Do I need a DAW to use Neural Amp Modeler?

No. Neural Amp Modeler includes a standalone application that works without a DAW, so you can plug your guitar into an audio interface and play directly through NAM. However, the standalone mode only supports input 1, so if your interface has multiple inputs you may need to use a DAW for routing flexibility.

What is neural amp modeling and how does it differ from traditional amp sims?

Traditional amp simulators use algorithmic models that replicate individual circuit components mathematically. Neural amp modeling instead trains a neural network on audio captured from real hardware, producing a profile that reproduces the actual tonal response and dynamics of that specific amp. This approach often sounds more realistic because it captures the full nonlinear behavior of the hardware rather than approximating it.

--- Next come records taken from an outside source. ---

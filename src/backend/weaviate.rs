//! Weaviate over REST (schema, batch) and GraphQL (search)

use super::batch::{reject_batch, upload_in_batches, BatchParams};
use super::http::{ApiKeyStyle, HttpEngine};
use super::EnginePlugin;
use crate::client::{
    CollectionSchema, Configurator, Distance, FieldType, Filter, Query, Record, ScoredPoint,
    Searcher, UploadReport, Uploader,
};
use crate::params::{merge_into, parse_params, ParamRole, Params};
use crate::{Error, Result};
use async_trait::async_trait;
use reqwest::Method;
use serde::Deserialize;
use serde_json::{json, Value};
use tracing::{debug, info};
use uuid::Uuid;

/// Engine identifier.
pub const ENGINE: &str = "weaviate";
/// Default REST port.
pub const DEFAULT_PORT: u16 = 8090;
/// Class used by every benchmark run.
pub const CLASS: &str = "Benchmark";

/// Class creation options.
#[derive(Debug, Clone, Default, PartialEq, Deserialize)]
#[serde(default)]
pub struct WeaviateCollectionParams {
    /// HNSW options (`efConstruction`, `maxConnections`, ...)
    #[serde(rename = "vectorIndexConfig", alias = "vector_index_config")]
    pub vector_index_config: Params,
}

/// One search variant.
#[derive(Debug, Clone, Default, PartialEq, Eq, Deserialize)]
#[serde(default)]
pub struct WeaviateSearchParams {
    /// Query-time HNSW `ef`
    pub ef: Option<i64>,
    /// Nested form: `{"config": {"ef": 128}}`
    pub config: WeaviateSearchConfig,
}

/// Nested `config` section of [`WeaviateSearchParams`].
#[derive(Debug, Clone, Default, PartialEq, Eq, Deserialize)]
#[serde(default)]
pub struct WeaviateSearchConfig {
    /// Query-time HNSW `ef`
    pub ef: Option<i64>,
}

/// Point id as a Weaviate object UUID.
#[must_use]
pub fn object_id(id: u64) -> Uuid {
    Uuid::from_u128(u128::from(id))
}

/// Point id back from an object UUID.
///
/// # Errors
///
/// Returns [`Error::Backend`] for UUIDs not produced by [`object_id`].
pub fn point_id(uuid: &str) -> Result<u64> {
    Uuid::parse_str(uuid)
        .ok()
        .and_then(|u| u64::try_from(u.as_u128()).ok())
        .ok_or_else(|| Error::Backend {
            engine: ENGINE.to_string(),
            status: 0,
            body: format!("unexpected object id {uuid:?}"),
        })
}

const fn distance_name(distance: Distance) -> &'static str {
    match distance {
        Distance::Cosine => "cosine",
        Distance::Euclid => "l2-squared",
        Distance::Dot => "dot",
    }
}

fn property(name: &str, field_type: FieldType) -> Value {
    match field_type {
        FieldType::Keyword => json!({"name": name, "dataType": ["text"], "tokenization": "field"}),
        FieldType::Int => json!({"name": name, "dataType": ["int"]}),
        FieldType::Float => json!({"name": name, "dataType": ["number"]}),
        FieldType::Text => json!({"name": name, "dataType": ["text"]}),
    }
}

/// Class creation body.
#[must_use]
pub fn create_class_body(schema: &CollectionSchema, params: &WeaviateCollectionParams) -> Value {
    let mut index_config = Params::new();
    index_config.insert("distance".into(), json!(distance_name(schema.distance)));
    merge_into(&mut index_config, &params.vector_index_config);
    json!({
        "class": CLASS,
        "vectorizer": "none",
        "vectorIndexType": "hnsw",
        "vectorIndexConfig": index_config,
        "properties": schema
            .payload
            .iter()
            .map(|(name, field_type)| property(name, *field_type))
            .collect::<Vec<_>>(),
    })
}

fn graphql_value(value: &Value) -> Result<String> {
    let (key, literal) = match value {
        Value::String(s) => ("valueText", serde_json::to_string(s)?),
        Value::Bool(b) => ("valueBoolean", b.to_string()),
        Value::Number(n) if n.is_i64() || n.is_u64() => ("valueInt", n.to_string()),
        Value::Number(n) => ("valueNumber", n.to_string()),
        other => return Err(Error::InvalidFilter(format!("weaviate cannot match on {other}"))),
    };
    Ok(format!("{key}: {literal}"))
}

/// Translate a filter into a GraphQL `where` argument.
///
/// # Errors
///
/// Returns [`Error::InvalidFilter`] for match values Weaviate cannot compare.
pub fn translate_filter(filter: &Filter) -> Result<String> {
    match filter {
        Filter::Match { field, value } => Ok(format!(
            "{{path: [{}], operator: Equal, {}}}",
            serde_json::to_string(field)?,
            graphql_value(value)?
        )),
        Filter::Range { field, range } => {
            let path = serde_json::to_string(field)?;
            let operands: Vec<String> = range
                .bounds()
                .map(|(op, v)| {
                    let operator = match op {
                        "gt" => "GreaterThan",
                        "gte" => "GreaterThanEqual",
                        "lt" => "LessThan",
                        _ => "LessThanEqual",
                    };
                    format!("{{path: [{path}], operator: {operator}, valueNumber: {v}}}")
                })
                .collect();
            Ok(format!("{{operator: And, operands: [{}]}}", operands.join(", ")))
        }
        Filter::And(filters) | Filter::Or(filters) => {
            let operator = if matches!(filter, Filter::And(_)) { "And" } else { "Or" };
            let operands = filters.iter().map(translate_filter).collect::<Result<Vec<_>>>()?;
            Ok(format!("{{operator: {operator}, operands: [{}]}}", operands.join(", ")))
        }
    }
}

/// GraphQL `nearVector` query.
///
/// # Errors
///
/// Propagates filter translation failures.
pub fn search_query(query: &Query) -> Result<String> {
    let mut arguments = format!(
        "nearVector: {{vector: {}}}, limit: {}",
        serde_json::to_string(&query.vector)?,
        query.top
    );
    if let Some(filter) = &query.filter {
        arguments.push_str(", where: ");
        arguments.push_str(&translate_filter(filter)?);
    }
    Ok(format!("{{ Get {{ {CLASS}({arguments}) {{ _additional {{ id distance }} }} }} }}"))
}

/// Indices (shifted by `offset`) and reasons of rejected batch objects.
#[must_use]
pub fn batch_failures(response: &Value, offset: usize) -> Vec<(usize, String)> {
    response
        .as_array()
        .map(|objects| {
            objects
                .iter()
                .enumerate()
                .filter_map(|(i, object)| {
                    let errors = object["result"]["errors"]["error"].as_array()?;
                    let reason = errors.first()?["message"]
                        .as_str()
                        .unwrap_or("rejected")
                        .to_string();
                    Some((offset + i, reason))
                })
                .collect()
        })
        .unwrap_or_default()
}

/// Provisions the `Benchmark` class.
pub struct WeaviateConfigurator {
    transport: HttpEngine,
    typed: WeaviateCollectionParams,
    collection_params: Params,
    connection_params: Params,
}

#[async_trait]
impl Configurator for WeaviateConfigurator {
    fn engine(&self) -> &str {
        ENGINE
    }

    fn collection_params(&self) -> &Params {
        &self.collection_params
    }

    fn connection_params(&self) -> &Params {
        &self.connection_params
    }

    async fn delete(&self) -> Result<()> {
        self.transport
            .json_allow_missing(Method::DELETE, &format!("v1/schema/{CLASS}"), None)
            .await?;
        Ok(())
    }

    async fn recreate(&self, schema: &CollectionSchema) -> Result<()> {
        let body = create_class_body(schema, &self.typed);
        self.transport.json(Method::POST, "v1/schema", Some(&body)).await?;
        info!(engine = ENGINE, dim = schema.vector_size, "class created");
        Ok(())
    }
}

/// Sends batch object imports.
pub struct WeaviateUploader {
    transport: HttpEngine,
    typed: BatchParams,
    connection_params: Params,
    upload_params: Params,
}

#[async_trait]
impl Uploader for WeaviateUploader {
    fn engine(&self) -> &str {
        ENGINE
    }

    fn connection_params(&self) -> &Params {
        &self.connection_params
    }

    fn upload_params(&self) -> &Params {
        &self.upload_params
    }

    async fn upload(&self, records: &[Record]) -> Result<UploadReport> {
        upload_in_batches(ENGINE, records, self.typed, |offset, batch| {
            let transport = self.transport.clone();
            async move {
                let objects: Vec<Value> = batch
                    .iter()
                    .map(|r| {
                        json!({
                            "class": CLASS,
                            "id": object_id(r.id).to_string(),
                            "vector": r.vector,
                            "properties": r.payload.clone().unwrap_or_default(),
                        })
                    })
                    .collect();
                let response = transport
                    .json(Method::POST, "v1/batch/objects", Some(&json!({ "objects": objects })))
                    .await
                    .map_err(|e| reject_batch(e, offset, batch.len()))?;
                let failures = batch_failures(&response, offset);
                match failures.first() {
                    None => Ok(()),
                    Some((_, reason)) => Err(Error::PartialUpload {
                        engine: ENGINE.to_string(),
                        reason: reason.clone(),
                        failed: failures.iter().map(|(i, _)| *i).collect(),
                    }),
                }
            }
        })
        .await
    }
}

#[derive(Deserialize)]
struct GraphQlResponse {
    #[serde(default)]
    data: Option<Value>,
    #[serde(default)]
    errors: Option<Value>,
}

/// Searches under one variant.
pub struct WeaviateSearcher {
    transport: HttpEngine,
    typed: WeaviateSearchParams,
    connection_params: Params,
    search_params: Params,
}

#[async_trait]
impl Searcher for WeaviateSearcher {
    fn engine(&self) -> &str {
        ENGINE
    }

    fn connection_params(&self) -> &Params {
        &self.connection_params
    }

    fn search_params(&self) -> &Params {
        &self.search_params
    }

    async fn setup(&self) -> Result<()> {
        let Some(ef) = self.typed.ef.or(self.typed.config.ef) else {
            return Ok(());
        };
        let path = format!("v1/schema/{CLASS}");
        let mut class = self.transport.json(Method::GET, &path, None).await?;
        class["vectorIndexConfig"]["ef"] = json!(ef);
        self.transport.json(Method::PUT, &path, Some(&class)).await?;
        debug!(engine = ENGINE, ef, "ef applied");
        Ok(())
    }

    async fn search(&self, query: &Query) -> Result<Vec<ScoredPoint>> {
        let body = json!({ "query": search_query(query)? });
        let raw = self
            .transport
            .json(Method::POST, "v1/graphql", Some(&body))
            .await?;
        let response: GraphQlResponse = serde_json::from_value(raw)?;
        if let Some(errors) = response.errors {
            return Err(Error::Backend {
                engine: ENGINE.to_string(),
                status: 200,
                body: errors.to_string(),
            });
        }
        let data = response.data.unwrap_or_default();
        data["Get"][CLASS]
            .as_array()
            .map(Vec::as_slice)
            .unwrap_or_default()
            .iter()
            .map(|hit| {
                let additional = &hit["_additional"];
                Ok(ScoredPoint {
                    id: point_id(additional["id"].as_str().unwrap_or_default())?,
                    score: additional["distance"].as_f64().unwrap_or_default() as f32,
                })
            })
            .collect()
    }
}

/// Registers the Weaviate collaborators.
#[derive(Debug, Default, Clone, Copy)]
pub struct WeaviatePlugin;

impl EnginePlugin for WeaviatePlugin {
    fn engine(&self) -> &str {
        ENGINE
    }

    fn configurator(
        &self,
        host: &str,
        collection_params: &Params,
        connection_params: &Params,
    ) -> Result<Box<dyn Configurator>> {
        Ok(Box::new(WeaviateConfigurator {
            transport: HttpEngine::connect(
                ENGINE,
                host,
                DEFAULT_PORT,
                connection_params,
                ApiKeyStyle::Bearer,
            )?,
            typed: parse_params(ENGINE, ParamRole::Collection, collection_params)?,
            collection_params: collection_params.clone(),
            connection_params: connection_params.clone(),
        }))
    }

    fn uploader(
        &self,
        host: &str,
        connection_params: &Params,
        upload_params: &Params,
    ) -> Result<Box<dyn Uploader>> {
        Ok(Box::new(WeaviateUploader {
            transport: HttpEngine::connect(
                ENGINE,
                host,
                DEFAULT_PORT,
                connection_params,
                ApiKeyStyle::Bearer,
            )?,
            typed: parse_params(ENGINE, ParamRole::Upload, upload_params)?,
            connection_params: connection_params.clone(),
            upload_params: upload_params.clone(),
        }))
    }

    fn searcher(
        &self,
        host: &str,
        connection_params: &Params,
        search_params: &Params,
    ) -> Result<Box<dyn Searcher>> {
        Ok(Box::new(WeaviateSearcher {
            transport: HttpEngine::connect(
                ENGINE,
                host,
                DEFAULT_PORT,
                connection_params,
                ApiKeyStyle::Bearer,
            )?,
            typed: parse_params(ENGINE, ParamRole::Search, search_params)?,
            connection_params: connection_params.clone(),
            search_params: search_params.clone(),
        }))
    }
}
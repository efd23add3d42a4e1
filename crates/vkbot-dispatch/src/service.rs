//! tower integration.
//!
//! [`Dispatcher`] implements `tower::Service<BotEvent>`, so dispatch can be
//! wrapped in ordinary tower middleware such as a timeout:
//!
//! ```rust,ignore
//! let svc = ServiceBuilder::new()
//!     .timeout(Duration::from_secs(10))
//!     .service(dispatcher);
//! ```

use std::convert::Infallible;
use std::task::{Context, Poll};

use futures::FutureExt;
use futures::future::BoxFuture;
use tower::Service;
use vkbot_core::BotEvent;

use crate::dispatcher::Dispatcher;
use crate::outcome::RouteOutcome;

impl<R: Send + 'static> Service<BotEvent> for Dispatcher<R> {
    type Response = RouteOutcome<R>;
    type Error = Infallible;
    type Future = BoxFuture<'static, Result<Self::Response, Self::Error>>;

    fn poll_ready(&mut self, _cx: &mut Context<'_>) -> Poll<Result<(), Self::Error>> {
        Poll::Ready(Ok(()))
    }

    fn call(&mut self, event: BotEvent) -> Self::Future {
        let dispatcher = self.clone();
        async move { Ok(dispatcher.dispatch(&event).await) }.boxed()
    }
}

#[cfg(test)]
mod tests {
    use super::*;
    use crate::filters;
    use crate::router::DefaultRouter;
    use futures::task::noop_waker_ref;
    use serde_json::json;
    use tower::ServiceExt;

    fn dispatcher() -> Dispatcher<u32> {
        let mut router = DefaultRouter::new();
        router.register_handler(filters![], |event: BotEvent| async move {
            event.group_id().unwrap_or_default() as u32
        });
        Dispatcher::new().with_router(router)
    }

    #[test]
    fn test_always_ready() {
        let mut svc = dispatcher();
        let mut cx = Context::from_waker(noop_waker_ref());
        assert!(matches!(svc.poll_ready(&mut cx), Poll::Ready(Ok(()))));
    }

    #[test]
    fn test_oneshot_dispatches() {
        let event = BotEvent::new("message_new", json!({})).with_group_id(42);
        let outcome = tokio_test::block_on(dispatcher().oneshot(event));
        assert_eq!(outcome, Ok(RouteOutcome::Handled(42)));
    }
}
//! The `messages.*` methods used by bot callbacks.

use serde_json::Value;
use vkbot_core::{ApiResult, BoxedTransport};

use crate::category::Category;
use crate::params::Params;

/// An outgoing message for `messages.send`.
#[derive(Debug, Clone)]
pub struct SendMessage {
    peer_id: i64,
    text: String,
    random_id: i64,
    keyboard: Option<String>,
    payload: Option<String>,
    reply_to: Option<i64>,
}

impl SendMessage {
    /// Creates a text message to `peer_id`.
    ///
    /// `random_id` defaults to `0`, which disables the API's duplicate check.
    pub fn new(peer_id: i64, text: impl Into<String>) -> Self {
        Self {
            peer_id,
            text: text.into(),
            random_id: 0,
            keyboard: None,
            payload: None,
            reply_to: None,
        }
    }

    /// Sets the deduplication id.
    pub fn random_id(mut self, random_id: i64) -> Self {
        self.random_id = random_id;
        self
    }

    /// Attaches a keyboard given as JSON.
    pub fn keyboard(mut self, keyboard: &Value) -> Self {
        self.keyboard = Some(keyboard.to_string());
        self
    }

    /// Attaches a payload given as JSON.
    pub fn payload(mut self, payload: &Value) -> Self {
        self.payload = Some(payload.to_string());
        self
    }

    /// Replies to the message with the given id.
    pub fn reply_to(mut self, message_id: i64) -> Self {
        self.reply_to = Some(message_id);
        self
    }

    fn into_params(self) -> Params {
        Params::new()
            .set("peer_id", self.peer_id)
            .set("message", self.text)
            .set("random_id", self.random_id)
            .set("keyboard", self.keyboard)
            .set("payload", self.payload)
            .set("reply_to", self.reply_to)
    }
}

/// The `messages` category.
#[derive(Clone)]
pub struct Messages {
    transport: BoxedTransport,
}

impl Category for Messages {
    const NAME: &'static str = "messages";

    fn transport(&self) -> &BoxedTransport {
        &self.transport
    }
}

impl Messages {
    /// Creates the category over a transport.
    pub fn new(transport: BoxedTransport) -> Self {
        Self { transport }
    }

    /// Sends a message and returns its id.
    pub async fn send(&self, message: SendMessage) -> ApiResult<i64> {
        self.typed("send", message.into_params()).await
    }

    /// Calls any `messages.*` method and returns the response untouched.
    pub async fn raw(&self, method: &str, params: Params) -> ApiResult<Value> {
        self.api_request(method, params).await
    }
}
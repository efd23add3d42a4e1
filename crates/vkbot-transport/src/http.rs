//! HTTP API transport.

use async_trait::async_trait;
use reqwest::{Client, ClientBuilder};
use serde_json::Value;
use tracing::{debug, warn};

use vkbot_core::{ApiParams, ApiResult, ApiTransport, TransportError, TransportResult};

use crate::config::HttpTransportConfig;
use crate::wire::{decode_response, encode_form};

/// [`ApiTransport`] that POSTs form-encoded calls to the API endpoint.
///
/// Each call adds `access_token` and `v` to the parameters, sends them to
/// `{base_url}/method/{method}` and unwraps the `response` field.
#[derive(Debug, Clone)]
pub struct HttpTransport {
    client: Client,
    config: HttpTransportConfig,
}

impl HttpTransport {
    /// Creates a transport from a validated config.
    pub fn new(config: HttpTransportConfig) -> TransportResult<Self> {
        config.validate()?;
        let client = ClientBuilder::new()
            .timeout(config.timeout)
            .build()
            .map_err(|e| TransportError::InvalidConfig(e.to_string()))?;

        Ok(Self { client, config })
    }

    /// Returns the config the transport was built with.
    pub fn config(&self) -> &HttpTransportConfig {
        &self.config
    }

    async fn post(&self, url: &str, form: &[(String, String)]) -> TransportResult<Value> {
        let resp = self
            .client
            .post(url)
            .form(form)
            .send()
            .await
            .map_err(|e| TransportError::RequestFailed {
                url: url.to_string(),
                reason: e.to_string(),
            })?;

        let status = resp.status();
        if !status.is_success() {
            let body = resp.text().await.unwrap_or_default();
            return Err(TransportError::Status {
                status: status.as_u16(),
                body,
            });
        }

        resp.json()
            .await
            .map_err(|e| TransportError::Decode(e.to_string()))
    }
}

#[async_trait]
impl ApiTransport for HttpTransport {
    async fn call(&self, method: &str, params: ApiParams) -> ApiResult<Value> {
        let url = self.config.method_url(method);

        let mut form = encode_form(params);
        form.push(("access_token".into(), self.config.access_token.clone()));
        form.push(("v".into(), self.config.api_version.clone()));

        debug!(method = %method, "Sending API request");
        let body = self.post(&url, &form).await?;

        decode_response(body).inspect_err(|e| {
            warn!(method = %method, error = %e, "API call failed");
        })
    }
}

How do I create my own amp profiles with NAM?

You need an audio interface, a DI box, and the amp or pedal you want to capture. Record a standardized reamp signal through your gear, then upload the dry and wet audio files to Tone3000 online, Google Colab, or run the training locally with Anaconda. The training process takes a few minutes and outputs a .nam file you can load into the plugin.

Is Neural Amp Modeler compatible with TONEX or Kemper profiles?

No. NAM uses its own .nam profile format and is not directly compatible with TONEX Tone Models or Kemper profiles. Each platform uses a different training architecture. However, you can capture the same physical amp in NAM format separately, and some community members have profiled amps that overlap with popular Kemper and TONEX captures.